任免官職是朝廷的事兒,豈是草民能妄議的。望著得意忘形的劉元德,乾隆覺得事情不簡單,接二連三的攔御駕喊冤,像是有組織的預謀。乾隆忽然就想到了原布政使彭家屏,乾隆挺討厭彭家屏為人,性情陰鷙。恩怨最為分明,喜歡拉幫結派,搞朋黨,曾經投靠雍正寵臣李衛,攻擊政敵鄂爾泰、鄂容安。特別是鄂容安殉國之後,乾隆更煩他。乾隆覺得彭家屏是李衛門下一走狗耳。
事情很像是彭家屏背後策劃,利用災情和災民告御狀來扳倒河南巡撫和夏邑縣令。
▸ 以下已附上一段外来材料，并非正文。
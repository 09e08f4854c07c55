//! XML-form printer

use crate::keywords::{KeywordOrCustom, YIN_NAMESPACE};
use crate::parser::stmt::Statement;
use std::collections::BTreeSet;

/// Print a statement tree in the XML form.
///
/// Extension-instance prefixes are declared on the root element with
/// placeholder URIs; re-reading keeps them classified as extension
/// instances with the same prefixed naming.
pub fn print_statement(stmt: &Statement) -> String {
    let mut out = String::from("<?xml version=\"1.0\" encoding=\"UTF-8\"?>\n");
    let mut prefixes = BTreeSet::new();
    collect_custom_prefixes(stmt, &mut prefixes);

    print_into(stmt, 0, true, &prefixes, &mut out);
    out
}

fn collect_custom_prefixes(stmt: &Statement, prefixes: &mut BTreeSet<String>) {
    if let KeywordOrCustom::Custom(prefix, _) = &stmt.keyword {
        if !prefix.is_empty() {
            prefixes.insert(prefix.clone());
        }
    }
    for child in &stmt.children {
        collect_custom_prefixes(child, prefixes);
    }
}

fn print_into(
    stmt: &Statement,
    depth: usize,
    is_root: bool,
    prefixes: &BTreeSet<String>,
    out: &mut String,
) {
    let indent = "  ".repeat(depth);
    let tag = match &stmt.keyword {
        KeywordOrCustom::Keyword(kw) => kw.name().to_string(),
        KeywordOrCustom::Custom(prefix, name) if !prefix.is_empty() => {
            format!("{}:{}", prefix, name)
        }
        KeywordOrCustom::Custom(_, name) => name.clone(),
    };

    out.push_str(&indent);
    out.push('<');
    out.push_str(&tag);

    if is_root {
        out.push_str(&format!(" xmlns=\"{}\"", YIN_NAMESPACE));
        for prefix in prefixes {
            out.push_str(&format!(
                " xmlns:{}=\"urn:yangschema:extension:{}\"",
                prefix, prefix
            ));
        }
    }

    // The argument: an attribute, a <text>/<value> child, or (for
    // extension instances) a 'name' attribute.
    let mut arg_child: Option<(&'static str, &str)> = None;
    match (&stmt.keyword, &stmt.arg) {
        (KeywordOrCustom::Keyword(kw), Some(arg)) => match kw.yin_argument() {
            Some((attr, false)) => {
                out.push_str(&format!(" {}=\"{}\"", attr, escape_attr(arg)));
            }
            Some((attr, true)) => arg_child = Some((attr, arg)),
            None => {}
        },
        (KeywordOrCustom::Custom(..), Some(arg)) => {
            out.push_str(&format!(" name=\"{}\"", escape_attr(arg)));
        }
        _ => {}
    }

    if stmt.children.is_empty() && arg_child.is_none() {
        out.push_str("/>\n");
        return;
    }

    out.push_str(">\n");
    if let Some((carrier, text)) = arg_child {
        out.push_str(&format!(
            "{}  <{}>{}</{}>\n",
            indent,
            carrier,
            escape_text(text),
            carrier
        ));
    }
    for child in &stmt.children {
        print_into(child, depth + 1, false, prefixes, out);
    }
    out.push_str(&format!("{}</{}>\n", indent, tag));
}

fn escape_attr(value: &str) -> String {
    value
        .replace('&', "&amp;")
        .replace('<', "&lt;")
        .replace('>', "&gt;")
        .replace('"', "&quot;")
}

fn escape_text(value: &str) -> String {
    value
        .replace('&', "&amp;")
        .replace('<', "&lt;")
        .replace('>', "&gt;")
}
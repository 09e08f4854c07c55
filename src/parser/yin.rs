//! XML-form reader
//!
//! Walks the element tree produced by [`crate::documents`] and emits the
//! generic statement tree. Elements in the YIN namespace are dispatched by
//! local name; elements in a foreign namespace become extension instances;
//! elements with no resolvable namespace are rejected.

use crate::documents::{Document, Element};
use crate::error::{Error, Result, SyntaxError};
use crate::keywords::{match_keyword, Keyword, KeywordOrCustom};
use crate::parser::stmt::Statement;

/// Parse XML-form source into its single top-level statement
pub fn parse_text(input: &str) -> Result<Statement> {
    parse_bytes(input.as_bytes())
}

/// Parse XML-form bytes, rejecting invalid UTF-8
pub fn parse_bytes(input: &[u8]) -> Result<Statement> {
    let doc = Document::parse(input)?;
    element_to_statement(&doc.root, None)
}

fn syntax(element: &Element, message: impl Into<String>) -> Error {
    Error::Syntax(SyntaxError::new(message).at(element.line, element.column))
}

fn element_to_statement(element: &Element, parent: Option<Keyword>) -> Result<Statement> {
    let keyword = match_keyword(
        &element.local,
        element.prefix.as_deref(),
        element.namespace.as_deref(),
        parent,
    )
    .ok_or_else(|| {
        if element.namespace.is_none() {
            syntax(
                element,
                format!("element '{}' has no resolvable namespace", element.local),
            )
        } else {
            syntax(element, format!("unknown element '{}'", element.local))
        }
    })?;

    match keyword {
        KeywordOrCustom::Keyword(kw) => keyword_statement(element, kw),
        KeywordOrCustom::Custom(..) => Ok(custom_statement(element, keyword)),
    }
}

fn keyword_statement(element: &Element, kw: Keyword) -> Result<Statement> {
    let mut statement = Statement {
        keyword: KeywordOrCustom::Keyword(kw),
        arg: None,
        children: Vec::new(),
        line: element.line,
        column: element.column,
    };

    let mut skip_first_child = false;
    match kw.yin_argument() {
        None => {}
        Some((attr, false)) => {
            statement.arg = element.attribute(attr).map(|s| s.to_string());
            if statement.arg.is_none() {
                return Err(syntax(
                    element,
                    format!("element '{}' is missing its '{}' attribute", kw, attr),
                ));
            }
        }
        Some((carrier, true)) => {
            // Argument carried in a mandatory first <text>/<value> child.
            statement.arg = Some(argument_from_child(element, kw, carrier)?);
            skip_first_child = true;
        }
    }

    for child in element.children.iter().skip(usize::from(skip_first_child)) {
        statement.children.push(element_to_statement(child, Some(kw))?);
    }

    Ok(statement)
}

/// Extract the argument of a meta statement from its `<text>`/`<value>`
/// child: the carrier must be present, unique, and come first.
fn argument_from_child(element: &Element, kw: Keyword, carrier: &str) -> Result<String> {
    let first = element.children.first().ok_or_else(|| {
        syntax(
            element,
            format!("element '{}' is missing its mandatory '{}' child", kw, carrier),
        )
    })?;

    let carrier_count = element
        .children
        .iter()
        .filter(|c| c.local == carrier && c.namespace.as_deref() == element.namespace.as_deref())
        .count();

    if first.local != carrier {
        return Err(syntax(
            first,
            format!("'{}' child of '{}' must come first", carrier, kw),
        ));
    }
    if carrier_count > 1 {
        return Err(syntax(
            element,
            format!("'{}' child of '{}' given more than once", carrier, kw),
        ));
    }

    Ok(first.text.clone().unwrap_or_default())
}

/// Extension instances keep their whole subtree as a generic statement.
/// Character data, if any, becomes the argument.
fn custom_statement(element: &Element, keyword: KeywordOrCustom) -> Statement {
    let mut arg = element.text.clone();
    if arg.is_none() {
        // Extension conventions vary; a lone 'name' or 'value' attribute
        // is the most common argument carrier.
        arg = element
            .attribute("name")
            .or_else(|| element.attribute("value"))
            .map(|s| s.to_string());
    }

    Statement {
        keyword,
        arg,
        children: element
            .children
            .iter()
            .map(|c| custom_statement(c, child_naming(c)))
            .collect(),
        line: element.line,
        column: element.column,
    }
}

fn child_naming(element: &Element) -> KeywordOrCustom {
    KeywordOrCustom::Custom(
        element.prefix.clone().unwrap_or_default(),
        element.local.clone(),
    )
}
//! Feature expressions
//!
//! `if-feature` arguments are boolean expressions over feature names:
//! `expr = term ('or' term)*`, `term = factor ('and' factor)*`,
//! `factor = 'not' factor | '(' expr ')' | name`. A guarded node is
//! pruned from the compiled tree when its expression is not satisfied by
//! the Context's enabled-feature set.

use crate::error::{Error, Result, ValidationError};

/// A compiled if-feature expression
#[derive(Debug, Clone, PartialEq)]
pub enum FeatureExpr {
    /// A (possibly prefixed) feature name
    Feature(String),
    /// Logical negation
    Not(Box<FeatureExpr>),
    /// Logical conjunction
    And(Box<FeatureExpr>, Box<FeatureExpr>),
    /// Logical disjunction
    Or(Box<FeatureExpr>, Box<FeatureExpr>),
}

impl FeatureExpr {
    /// Parse an if-feature expression
    pub fn parse(text: &str) -> Result<FeatureExpr> {
        let tokens: Vec<&str> = tokenize(text);
        if tokens.is_empty() {
            return Err(invalid(text, "empty expression"));
        }
        let mut parser = ExprParser {
            tokens,
            pos: 0,
            source: text,
        };
        let expr = parser.parse_or()?;
        if parser.pos != parser.tokens.len() {
            return Err(invalid(text, "trailing tokens"));
        }
        Ok(expr)
    }

    /// Evaluate against a feature oracle
    pub fn eval(&self, enabled: &dyn Fn(&str) -> bool) -> bool {
        match self {
            FeatureExpr::Feature(name) => enabled(name),
            FeatureExpr::Not(inner) => !inner.eval(enabled),
            FeatureExpr::And(a, b) => a.eval(enabled) && b.eval(enabled),
            FeatureExpr::Or(a, b) => a.eval(enabled) || b.eval(enabled),
        }
    }

    /// Every feature name referenced by the expression
    pub fn referenced(&self) -> Vec<&str> {
        let mut names = Vec::new();
        self.collect(&mut names);
        names
    }

    fn collect<'a>(&'a self, names: &mut Vec<&'a str>) {
        match self {
            FeatureExpr::Feature(name) => names.push(name),
            FeatureExpr::Not(inner) => inner.collect(names),
            FeatureExpr::And(a, b) | FeatureExpr::Or(a, b) => {
                a.collect(names);
                b.collect(names);
            }
        }
    }
}

fn invalid(expr: &str, detail: &str) -> Error {
    Error::Validation(
        ValidationError::new(format!("malformed if-feature expression: {}", detail))
            .with_offending(expr),
    )
}

fn tokenize(text: &str) -> Vec<&str> {
    let mut tokens = Vec::new();
    let mut rest = text;
    loop {
        rest = rest.trim_start();
        if rest.is_empty() {
            return tokens;
        }
        if let Some(tail) = rest.strip_prefix('(') {
            tokens.push("(");
            rest = tail;
        } else if let Some(tail) = rest.strip_prefix(')') {
            tokens.push(")");
            rest = tail;
        } else {
            let end = rest
                .find(|c: char| c.is_whitespace() || c == '(' || c == ')')
                .unwrap_or(rest.len());
            tokens.push(&rest[..end]);
            rest = &rest[end..];
        }
    }
}

struct ExprParser<'a> {
    tokens: Vec<&'a str>,
    pos: usize,
    source: &'a str,
}

impl<'a> ExprParser<'a> {
    fn peek(&self) -> Option<&'a str> {
        self.tokens.get(self.pos).copied()
    }

    fn bump(&mut self) -> Option<&'a str> {
        let token = self.peek();
        if token.is_some() {
            self.pos += 1;
        }
        token
    }

    fn parse_or(&mut self) -> Result<FeatureExpr> {
        let mut left = self.parse_and()?;
        while self.peek() == Some("or") {
            self.bump();
            let right = self.parse_and()?;
            left = FeatureExpr::Or(Box::new(left), Box::new(right));
        }
        Ok(left)
    }

    fn parse_and(&mut self) -> Result<FeatureExpr> {
        let mut left = self.parse_factor()?;
        while self.peek() == Some("and") {
            self.bump();
            let right = self.parse_factor()?;
            left = FeatureExpr::And(Box::new(left), Box::new(right));
        }
        Ok(left)
    }

    fn parse_factor(&mut self) -> Result<FeatureExpr> {
        match self.bump() {
            Some("not") => Ok(FeatureExpr::Not(Box::new(self.parse_factor()?))),
            Some("(") => {
                let expr = self.parse_or()?;
                if self.bump() != Some(")") {
                    return Err(invalid(self.source, "unbalanced parenthesis"));
                }
                Ok(expr)
            }
            Some(name) if name != ")" && name != "and" && name != "or" => {
                if !crate::names::is_prefixed_identifier(name) {
                    return Err(invalid(self.source, "feature name expected"));
                }
                Ok(FeatureExpr::Feature(name.to_string()))
            }
            _ => Err(invalid(self.source, "operand expected")),
        }
    }
}

#[cfg(test)]
mod tests {
    use super::*;

    fn eval(expr: &str, on: &[&str]) -> bool {
        FeatureExpr::parse(expr)
            .unwrap()
            .eval(&|name| on.contains(&name))
    }

    #[test]
    fn test_single_feature() {
        assert!(eval("ssh", &["ssh"]));
        assert!(!eval("ssh", &[]));
    }

    #[test]
    fn test_operators_and_precedence() {
        // 'not' binds tightest, then 'and', then 'or'
        assert!(eval("a or b and c", &["a"]));
        assert!(!eval("a or b and c", &["b"]));
        assert!(eval("a or b and c", &["b", "c"]));
        assert!(eval("not a or b", &["b"]));
        assert!(eval("not a", &[]));
        assert!(!eval("not (a or b)", &["b"]));
    }

    #[test]
    fn test_prefixed_feature_names() {
        assert!(eval("sys:ldap", &["sys:ldap"]));
    }

    #[test]
    fn test_referenced() {
        let expr = FeatureExpr::parse("a and (not b or c)").unwrap();
        assert_eq!(expr.referenced(), vec!["a", "b", "c"]);
    }

    #[test]
    fn test_malformed_expressions() {
        for expr in ["", "and", "a or", "(a", "a)", "a b", "not"] {
            assert!(FeatureExpr::parse(expr).is_err(), "accepted '{}'", expr);
        }
    }
}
地方縉紳利用百姓來扳倒朝廷命官,是乾隆最忌諱的。
乾隆即刻傳旨把劉元德鎖起來,細細審問,看看背後究竟有沒有人指使。劉元德萬沒想到剛剛對他還是如沐春風的皇帝,突然就翻臉了,嚴刑拷打之下,劉元德交代,自己告御狀,是夏邑縣秀才段昌緒和武生劉東震兩個人資助並鼓勵的。二人告訴劉元德,爭取扳倒縣令孫默,造福全縣。而且到劉元德這兒還沒完,後面還有數名告狀者,乾隆心裡冷笑,再一再二,不可再三再四,也不知道他們是以為皇帝蠢,還是他們自己蠢。既然劉元德被抓,後面那些人,想是也該散了吧。
乾隆聽了審理結果,仍是眉頭緊鎖,他不信此事跟彭家屏無關?很可能是彭家屏背後主使段昌緒及劉東震的。
乾隆以『不可因有旨將巡撫知縣俱行革職,而於逞奸滋事之徒,挾持官長,致長刁風也。』一面令侍衛成林帶著劉元德,前往河南邑縣。一面傳旨在荊山橋一帶勘辦河務的鶴年,就近前往河南,查辦該四邑一切賑災事務。